俺は重い体を起こそうとしたが、全く動けなかった。しかし、昨日の疲れが残っているわけではない。だるいのではなく、何かが乗っかっているせいで動けないような感じだ。
仕方なく目を開けると、みたことのない部屋にいることがわかった。
周囲を観察し、背中から返ってくる柔らかい感触を確かめる。どうやら俺はベッドに寝かされているらしい。
「そうか。俺、魔王城に来たのに、久しぶりに楽しくやれて安心しちゃったのか」
勇者パーティにいた時は、過酷も過酷。重労働でない日はなかった。
サポートの手を抜けばいつ負けるかわからない相手。しかし、俺が全力を出せば、また周りに迷惑をかけてしまうかもしれない不安。
スキルは封印していたし、そんなことにはならないと分かっていたが、それでもいつも内心では自分の力に怯えていた。
使い道のないハズレスキルに役割をくれたパトラには感謝しても仕切れない。
だが、この状況はおかしい。
「おい。何してる。な、なんでこんなことになってるんだ」
俺の左腕には抱きついているパトラの姿があった。
どおりで動かないわけだ。
「パトラ。朝だぞ。俺は抱き枕じゃないぞ。何してんのマジで」
「カイセイが魔王軍の幹部。ふふふ」
俺が左腕を揺すってみるも、寝言を言うだけで起きる気配がない。
抱きついてきてるのが左腕なら、右腕を使えばいいと思うかもしれないが、そういうわけにもいかない。
なぜなら。
「本当に何してるの? ねえ、何してるの?」
右腕にはレバレちゃんの姿があった。
伝説の勇者のこんな姿は見たくなかった。
「あの? 朝ですよ?」
「魔王様だけには負けない」
レバレちゃんも起きない。
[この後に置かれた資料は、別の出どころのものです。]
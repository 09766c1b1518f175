//! Mutable knowledge-base state owned by one session.
//!
//! Everything a statement can change lives here, so a checkpoint is a copy of
//! this struct and `add_to_kb` is the single insertion path for facts.

use std::collections::{BTreeMap, HashMap, HashSet};

use rand::SeedableRng;
use rand::rngs::StdRng;
use tracing::{debug, warn};

use crate::canonical::{CanonicalRewriteIndex, Canonicalizer};
use crate::config::SessionConfig;
use crate::contradiction::{ContradictionChecker, ContradictionError};
use crate::dsl::{SourceLoc, Statement};
use crate::error::KbResult;
use crate::kb::component::ALIAS_OPERATORS;
use crate::kb::{FactId, FactKind, FactMetadata, FactStore};
use crate::reason::ProofEngine;
use crate::reason::rules::Rule;
use crate::scope::ScopeTree;
use crate::semantic::SemanticIndex;
use crate::solve::SolveRecord;
use crate::vsa::ops::{VsaOps, VsaResult};
use crate::vsa::vocabulary::Vocabulary;
use crate::vsa::HyperVec;

/// Seed for `___NewVector` without a name. Fixed so sessions replay identically.
const SESSION_RNG_SEED: u64 = 0x5EED_0F_4B;

/// A `@Name graph p1 p2 ... end` definition.
#[derive(Debug, Clone, PartialEq, Eq)]
pub struct GraphDef {
    pub name: String,
    pub params: Vec<String>,
    pub body: Vec<Statement>,
    pub source: SourceLoc,
}

/// What a destination name refers to, for later `$name` resolution.
#[derive(Debug, Clone, PartialEq, Eq)]
pub struct ReferenceEntry {
    pub fact_text: String,
    pub metadata: FactMetadata,
}

#[derive(Debug, Clone)]
pub struct KbState {
    pub config: SessionConfig,
    pub vocab: Vocabulary,
    pub scope: ScopeTree,
    pub store: FactStore,
    pub semantic: SemanticIndex,
    /// Index as built from the theory source, before any fact was observed.
    pub base_semantic: SemanticIndex,
    pub rewrites: CanonicalRewriteIndex,
    pub rules: Vec<Rule>,
    pub graphs: BTreeMap<String, GraphDef>,
    pub references: HashMap<String, ReferenceEntry>,
    /// Loaded theory name → file label its facts carry.
    pub theories: BTreeMap<String, String>,
    pub warnings: Vec<String>,
    pub solves: BTreeMap<String, SolveRecord>,
    pub rng: StdRng,
}

impl KbState {
    pub fn new(config: SessionConfig, semantic: SemanticIndex) -> Self {
        let ops = VsaOps::new(config.dim(), config.encoding);
        Self {
            config,
            vocab: Vocabulary::new(ops),
            scope: ScopeTree::new(),
            store: FactStore::new(),
            base_semantic: semantic.clone(),
            semantic,
            rewrites: CanonicalRewriteIndex::new(),
            rules: Vec::new(),
            graphs: BTreeMap::new(),
            references: HashMap::new(),
            theories: BTreeMap::new(),
            warnings: Vec::new(),
            solves: BTreeMap::new(),
            rng: StdRng::seed_from_u64(SESSION_RNG_SEED),
        }
    }

    pub fn ops(&self) -> VsaOps {
        *self.vocab.ops()
    }

    /// Positional fact encoding: `bind(op, bundle(pos1(a1), pos2(a2), ...))`.
    pub fn encode_fact(&self, op: &HyperVec, args: &[HyperVec]) -> VsaResult<HyperVec> {
        if args.is_empty() {
            return Ok(op.clone());
        }
        let ops = self.ops();
        let positioned: Vec<HyperVec> = args
            .iter()
            .enumerate()
            .map(|(i, a)| ops.with_position(i + 1, a))
            .collect();
        let refs: Vec<&HyperVec> = positioned.iter().collect();
        ops.bind(op, &ops.bundle(&refs)?)
    }

    /// Encode a stored fact from its metadata alone.
    pub fn encode_metadata(&mut self, meta: &FactMetadata) -> VsaResult<HyperVec> {
        let op = self.vocab.get_or_create(&meta.operator);
        let args: Vec<HyperVec> = meta.args.iter().map(|a| self.vocab.get_or_create(a)).collect();
        self.encode_fact(&op, &args)
    }

    pub fn proof_engine(&self) -> ProofEngine<'_> {
        ProofEngine::new(
            &self.store,
            &self.semantic,
            &self.rules,
            &self.config.proof,
            self.config.inheritance_max_depth,
        )
    }

    /// Canonicalize, check for contradictions, store, and feed the
    /// declaration indices.
    ///
    /// On a contradiction a warning is always recorded; the fact is rejected
    /// when `reject_contradictions` is on and stored anyway otherwise.
    pub fn add_to_kb(
        &mut self,
        vector: HyperVec,
        name: Option<&str>,
        metadata: FactMetadata,
    ) -> KbResult<FactId> {
        let metadata = Canonicalizer::new(self.store.component(), self.config.canonicalization_enabled)
            .metadata(&metadata);

        if metadata.parts.is_empty() {
            if let Some(existing) = self.store.find(&metadata.operator, &metadata.args) {
                debug!(fact = %metadata, id = %existing.id, "fact already stored");
                return Ok(existing.id);
            }
        }

        let checker = ContradictionChecker::new(
            &self.store,
            &self.semantic,
            self.config.contradiction_max_hops,
            self.config.inheritance_max_depth,
        );
        if let Some(contradiction) = checker.check(&metadata.operator, &metadata.args) {
            warn!(
                kind = %contradiction.kind,
                fact = %metadata,
                rejected = self.config.reject_contradictions,
                "contradiction detected"
            );
            self.warnings.push(contradiction.message.clone());
            if self.config.reject_contradictions {
                return Err(ContradictionError::Rejected(Box::new(contradiction)).into());
            }
        }

        let kind = self.classify(&metadata);
        let id = self
            .store
            .push(vector, name.map(str::to_string), metadata.clone(), kind);
        self.observe(name, &metadata, Some(id));
        if self.config.canonicalization_enabled
            && ALIAS_OPERATORS.contains(&metadata.operator.as_str())
        {
            self.recanonicalize()?;
        }
        Ok(id)
    }

    /// Rewrite facts stored before the latest alias to their canonical
    /// spelling. Unnamed facts that collapse onto an earlier fact are dropped.
    fn recanonicalize(&mut self) -> KbResult<()> {
        let canon = Canonicalizer::new(self.store.component(), true);
        let respell = |meta: &FactMetadata| {
            let canonical = canon.metadata(meta);
            (canonical != *meta).then_some(canonical)
        };
        let rewritten: Vec<Option<FactMetadata>> =
            self.store.facts().iter().map(|f| respell(&f.metadata)).collect();
        let references: Vec<(String, FactMetadata)> = self
            .references
            .iter()
            .filter_map(|(name, entry)| respell(&entry.metadata).map(|m| (name.clone(), m)))
            .collect();
        if rewritten.iter().all(Option::is_none) {
            return Ok(());
        }

        let mut facts = self.store.facts().to_vec();
        for (fact, canonical) in facts.iter_mut().zip(rewritten) {
            let Some(canonical) = canonical else {
                continue;
            };
            debug!(from = %fact.metadata, to = %canonical, id = %fact.id, "respelled stored fact");
            if canonical.parts.is_empty() && !canonical.is_negation() {
                fact.vector = self.encode_metadata(&canonical)?;
            }
            fact.metadata = canonical;
        }
        let mut seen = HashSet::new();
        facts.retain(|f| f.name.is_some() || seen.insert(f.metadata.to_string()));

        for (name, metadata) in references {
            if let Some(entry) = self.references.get_mut(&name) {
                entry.fact_text = metadata.to_string();
                entry.metadata = metadata;
            }
        }
        let next_id = self.store.next_id();
        self.store.restore(facts, next_id);
        self.rederive();
        Ok(())
    }

    fn classify(&self, metadata: &FactMetadata) -> FactKind {
        let from_theory = metadata
            .source
            .as_ref()
            .and_then(|s| s.file.as_deref())
            .is_some_and(|file| self.theories.values().any(|f| f == file));
        if from_theory {
            FactKind::Theory
        } else {
            FactKind::Truth
        }
    }

    fn observe(&mut self, name: Option<&str>, metadata: &FactMetadata, id: Option<FactId>) {
        self.semantic.observe_fact(name, metadata);
        self.rewrites.observe_fact(metadata);
        if metadata.operator == "Implies" {
            match Rule::from_metadata(metadata, id) {
                Some(rule) => self.rules.push(rule),
                None => debug!(fact = %metadata, "implication not usable as a rule"),
            }
        }
    }

    /// Recompute semantic index, rewrite index and rules from the fact log.
    pub fn rederive(&mut self) {
        self.semantic = self.base_semantic.clone();
        self.rewrites = CanonicalRewriteIndex::new();
        self.rules.clear();
        let facts: Vec<_> = self
            .store
            .facts()
            .iter()
            .map(|f| (f.name.clone(), f.metadata.clone(), f.id))
            .collect();
        for (name, metadata, id) in facts {
            self.observe(name.as_deref(), &metadata, Some(id));
        }
    }
}

#[cfg(test)]
mod tests {
    use super::*;
    use crate::error::KbError;
    use crate::semantic::DeclSource;

    fn state() -> KbState {
        KbState::new(SessionConfig::for_testing(), SemanticIndex::new())
    }

    fn meta(op: &str, args: &[&str]) -> FactMetadata {
        FactMetadata::new(op, args.iter().map(|s| s.to_string()).collect())
    }

    fn add(state: &mut KbState, m: FactMetadata) -> KbResult<FactId> {
        let v = state.encode_metadata(&m).unwrap();
        state.add_to_kb(v, None, m)
    }

    #[test]
    fn duplicate_fact_returns_existing_id() {
        let mut s = state();
        let a = add(&mut s, meta("isA", &["Rex", "Dog"])).unwrap();
        let b = add(&mut s, meta("isA", &["Rex", "Dog"])).unwrap();
        assert_eq!(a, b);
        assert_eq!(s.store.len(), 1);
    }

    #[test]
    fn contradiction_rejects_or_warns() {
        let mut s = state();
        s.semantic
            .add_contradicts_same_args("before", "after", DeclSource::default());
        add(&mut s, meta("before", &["A", "B"])).unwrap();
        let err = add(&mut s, meta("after", &["A", "B"])).unwrap_err();
        assert!(matches!(err, KbError::Contradiction(_)));
        assert_eq!(s.store.len(), 1);
        assert_eq!(s.warnings.len(), 1);

        s.config.reject_contradictions = false;
        add(&mut s, meta("after", &["A", "B"])).unwrap();
        assert_eq!(s.store.len(), 2);
        assert_eq!(s.warnings.len(), 2);
    }

    #[test]
    fn declarations_take_effect_immediately() {
        let mut s = state();
        add(&mut s, meta("__TransitiveRelation", &["partOf"])).unwrap();
        assert!(s.semantic.is_transitive("partOf"));
        s.store.retain(|_| false);
        s.rederive();
        assert!(!s.semantic.is_transitive("partOf"));
    }

    #[test]
    fn alias_respells_facts_stored_before_it() {
        let mut s = state();
        let rex = add(&mut s, meta("isA", &["Rex", "Hound"])).unwrap();
        add(&mut s, meta("isA", &["Rex", "Dog"])).unwrap();
        add(&mut s, FactMetadata::negation("isA", vec!["Fido".into(), "Hound".into()])).unwrap();
        add(&mut s, meta("synonym", &["Dog", "Hound"])).unwrap();

        let texts: Vec<String> = s.store.facts().iter().map(|f| f.metadata.to_string()).collect();
        assert!(texts.iter().all(|t| !t.contains("Hound") || t.starts_with("synonym")));
        // The two spellings of the same fact collapse onto the first.
        assert_eq!(s.store.facts().iter().filter(|f| f.metadata.to_string() == "isA Rex Dog").count(), 1);
        assert_eq!(s.store.find_binary("isA", "Rex", "Dog").unwrap().id, rex);
        assert!(s.store.is_negated("isA", &["Fido".into(), "Dog".into()]));
        let stored = s.store.find_binary("isA", "Rex", "Dog").unwrap().vector.clone();
        let expected = s.encode_metadata(&meta("isA", &["Rex", "Dog"])).unwrap();
        assert_eq!(stored, expected);
        assert!(s.store.index_is_consistent());
    }

    #[test]
    fn alias_respelling_feeds_later_contradiction_checks() {
        let mut s = state();
        add(&mut s, meta("before", &["A", "Hound"])).unwrap();
        add(&mut s, meta("synonym", &["Dog", "Hound"])).unwrap();
        add(&mut s, meta("contradictsSameArgs", &["before", "after"])).unwrap();
        let err = add(&mut s, meta("after", &["A", "Dog"])).unwrap_err();
        assert!(matches!(err, KbError::Contradiction(_)));
    }

    #[test]
    fn encoding_is_positional() {
        let mut s = state();
        let ab = s.encode_metadata(&meta("near", &["a", "b"])).unwrap();
        let ba = s.encode_metadata(&meta("near", &["b", "a"])).unwrap();
        assert_ne!(ab, ba);
    }
}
なんで? どうすればいいんだ。
今の俺は両腕を拘束され、体を動かすこともままならない。
寝ている二人相手なら、乱暴にスキルを使えばどかすことはできると思うが、そんなことしてタダで済むとは思えない。
パトラは上司だし、レバレちゃんは先輩だ。
俺が体を動かしても起きないところを見ると、抵抗して起こそうとするのは無理かもしれない。
「マジかよ」
俺は仕方なく二人の寝顔でも観察することにした。
「んんー!」
やっと伸びをしたかと思うとパトラが俺の腕から離れた。
生活リズムが似ているのか、反対側ではレバレちゃんが同じように動いている。
「カイセイおはよう」
「ああ。おはよう」
「起きてた?」
「起きてたよ」
まだ眠そうにしながらパトラが聞いてくる。
レバレちゃんはまだ寝ぼけているのか、ぼーっと何もないところを見つめている。
「あのさ。パトラ油断しすぎじゃない?」
「なんで?」
「なんでって」
キョトンとした表情で首を傾げてパトラは見つめ返してきた。
本当に状況を理解してないのか?
「俺が裏切るとか考えないの?」
「カイセイは裏切らないよ。だって魔王軍に入ったでしょ?」
「そうだけど、口だけだったかもしれないだろ?」
「んー。にしても裏切らないって。だってカイセイってそういう人でしょ? 恩には恩を返して、罰には報いを受けさせるっていう」
「俺はそんな人間じゃ」
「そんな人間だよ。だって、今私は生きてるし、勇者パーティをクビにされて、魔王軍に入ったわけでしょ?」
「まあ」
「大丈夫だって。むしろ、私は信頼してるんだよ? そういうところは自覚してほしいなあ」
まあ、信頼されていることは嬉しいし、恩はパトラに対しての方が大きい。
勇者たちには感謝しているが、仲間を自分の名声のためだけに殺すのは理解できない。
「信頼はわかったけど、信頼しすぎじゃない?」
「またそうやって」
「じゃなくて、俺だってお」
「だー! カイセイ君。カイセイ君!」
「なんですか。レバレちゃん。俺、今パトラと話してるところなんですけど」
急に大きな声を出してレバレちゃんが俺の背中を叩いてきた。
「元気?」
「まあ、元気ですけど」
「それはよかった」
レバレちゃんはそうしてホッと息を吐き出した。
え、それだけ?
「今確認することですか?」
「そりゃそうだよ。だって、ここまでカイセイ君を運んで介抱したのはボクたちなんだから」
「あ、ありがとうございます」
「うんうん。まあ、元気になったならよかったよ。急に倒れるもんだから、心配したんだからね」
「心配かけました」
確かに、俺の方こそ不用心だったか。
人間なのに魔王城で眠りこけるなんて。
今は魔王軍なんだし、気にしなくていい、か。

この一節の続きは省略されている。